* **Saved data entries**
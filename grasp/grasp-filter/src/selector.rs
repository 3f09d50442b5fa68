//! Selecting one candidate from the surviving set.

use grasp_types::GraspCandidate;
use tracing::debug;

use crate::error::{FilterError, FilterResult};

/// Choose a candidate: the first in input order.
///
/// This is the documented baseline policy, deterministic given identical
/// input order. Run it on a set sorted by
/// [`CandidateId`](grasp_types::CandidateId) to get the survivor with
/// the smallest original index. No quality ranking is applied; use
/// [`choose_scored`] to plug one in.
///
/// # Errors
///
/// [`FilterError::NoFeasibleGrasp`] if `candidates` is empty.
pub fn choose(candidates: &[GraspCandidate]) -> FilterResult<&GraspCandidate> {
    let chosen = candidates.first().ok_or(FilterError::NoFeasibleGrasp)?;
    debug!(candidate = %chosen.id, "chose first feasible grasp");
    Ok(chosen)
}

/// Choose the highest-scoring candidate under a caller-supplied metric
/// (approach clearance, manipulability, ...).
///
/// Ties break toward the smallest original index, so the choice is
/// deterministic given identical input order.
///
/// # Errors
///
/// [`FilterError::NoFeasibleGrasp`] if `candidates` is empty.
pub fn choose_scored<F>(candidates: &[GraspCandidate], score: F) -> FilterResult<&GraspCandidate>
where
    F: Fn(&GraspCandidate) -> f64,
{
    use std::cmp::Ordering;

    let mut best: Option<(&GraspCandidate, f64)> = None;

    for candidate in candidates {
        let value = score(candidate);
        let better = match best {
            None => true,
            Some((incumbent, incumbent_value)) => match value.partial_cmp(&incumbent_value) {
                Some(Ordering::Greater) => true,
                Some(Ordering::Equal) => candidate.id < incumbent.id,
                _ => false,
            },
        };
        if better {
            best = Some((candidate, value));
        }
    }

    let (chosen, value) = best.ok_or(FilterError::NoFeasibleGrasp)?;
    debug!(candidate = %chosen.id, score = value, "chose scored grasp");
    Ok(chosen)
}

#[cfg(test)]
#[allow(clippy::unwrap_used, clippy::cast_precision_loss)]
mod tests {
    use super::*;
    use grasp_types::{CandidateId, GraspPoseSet, Isometry3, JointConfiguration};

    fn candidate(index: usize) -> GraspCandidate {
        let pose = Isometry3::translation(0.0, 0.0, 0.1 * index as f64);
        GraspCandidate::new(
            CandidateId::new(index),
            &GraspPoseSet::new(pose, pose),
            JointConfiguration::new(vec![0.0]),
            None,
        )
    }

    #[test]
    fn test_empty_input_fails() {
        assert!(matches!(choose(&[]), Err(FilterError::NoFeasibleGrasp)));
        assert!(matches!(
            choose_scored(&[], |_| 0.0),
            Err(FilterError::NoFeasibleGrasp)
        ));
    }

    #[test]
    fn test_first_in_input_order() {
        let candidates = vec![candidate(1), candidate(3), candidate(4)];
        let chosen = choose(&candidates).unwrap();
        assert_eq!(chosen.id.index(), 1);
    }

    #[test]
    fn test_scored_picks_highest() {
        let candidates = vec![candidate(0), candidate(1), candidate(2)];
        let chosen =
            choose_scored(&candidates, |c| c.grasp_pose.translation.z).unwrap();
        assert_eq!(chosen.id.index(), 2);
    }

    #[test]
    fn test_scored_ties_break_to_smallest_id() {
        let candidates = vec![candidate(5), candidate(2), candidate(8)];
        let chosen = choose_scored(&candidates, |_| 1.0).unwrap();
        assert_eq!(chosen.id.index(), 2);
    }
}
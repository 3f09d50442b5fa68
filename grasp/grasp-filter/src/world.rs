//! The world-model interface used by the collision pass.

use grasp_types::JointConfiguration;

/// One contact between two named bodies.
///
/// The pair is unordered: gripper-touches-product and
/// product-touches-gripper are the same contact.
#[derive(Debug, Clone, PartialEq, Eq, Hash)]
pub struct ContactPair {
    /// First body name.
    pub first: String,
    /// Second body name.
    pub second: String,
}

impl ContactPair {
    /// Create a contact pair.
    #[must_use]
    pub fn new(first: impl Into<String>, second: impl Into<String>) -> Self {
        Self {
            first: first.into(),
            second: second.into(),
        }
    }

    /// Whether this pair involves the named body.
    #[must_use]
    pub fn involves(&self, body: &str) -> bool {
        self.first == body || self.second == body
    }

    /// Order-insensitive equality.
    #[must_use]
    pub fn matches(&self, other: &Self) -> bool {
        (self.first == other.first && self.second == other.second)
            || (self.first == other.second && self.second == other.first)
    }
}

/// A mutable snapshot of the robot-and-world state.
///
/// The collision pass applies a candidate's joint configuration to the
/// snapshot, queries validity, and restores the prior state before the
/// next candidate - a read-modify-restore cycle. The snapshot is not
/// safely shareable across concurrent mutation, which is why the
/// collision filter is single-threaded by contract: the caller hands
/// over `&mut` and nothing else touches the world during the pass.
///
/// Collision geometry, distance queries, and scene management are
/// external; implementors wrap the planning scene the robot already
/// maintains.
pub trait WorldModel {
    /// The configuration currently applied to the snapshot.
    fn current_configuration(&self) -> JointConfiguration;

    /// Apply a joint configuration to the snapshot.
    fn apply_configuration(&mut self, configuration: &JointConfiguration);

    /// Restore a previously captured configuration.
    fn restore(&mut self, previous: &JointConfiguration);

    /// Whether the applied state is collision-free, ignoring the
    /// explicitly allowed contacts (e.g. the gripper touching the very
    /// product it intends to grasp).
    fn is_state_valid(&self, allowed_contacts: &[ContactPair]) -> bool;

    /// The contacts present in the applied state, for diagnostics.
    fn contacts(&self) -> Vec<ContactPair>;
}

* **WHAT TO WORK ON**
Copy each line above that contains the word "named".

* **EXERCISE OUTPUT**
/// One contact between two named bodies.
    /// Whether this pair involves the named body.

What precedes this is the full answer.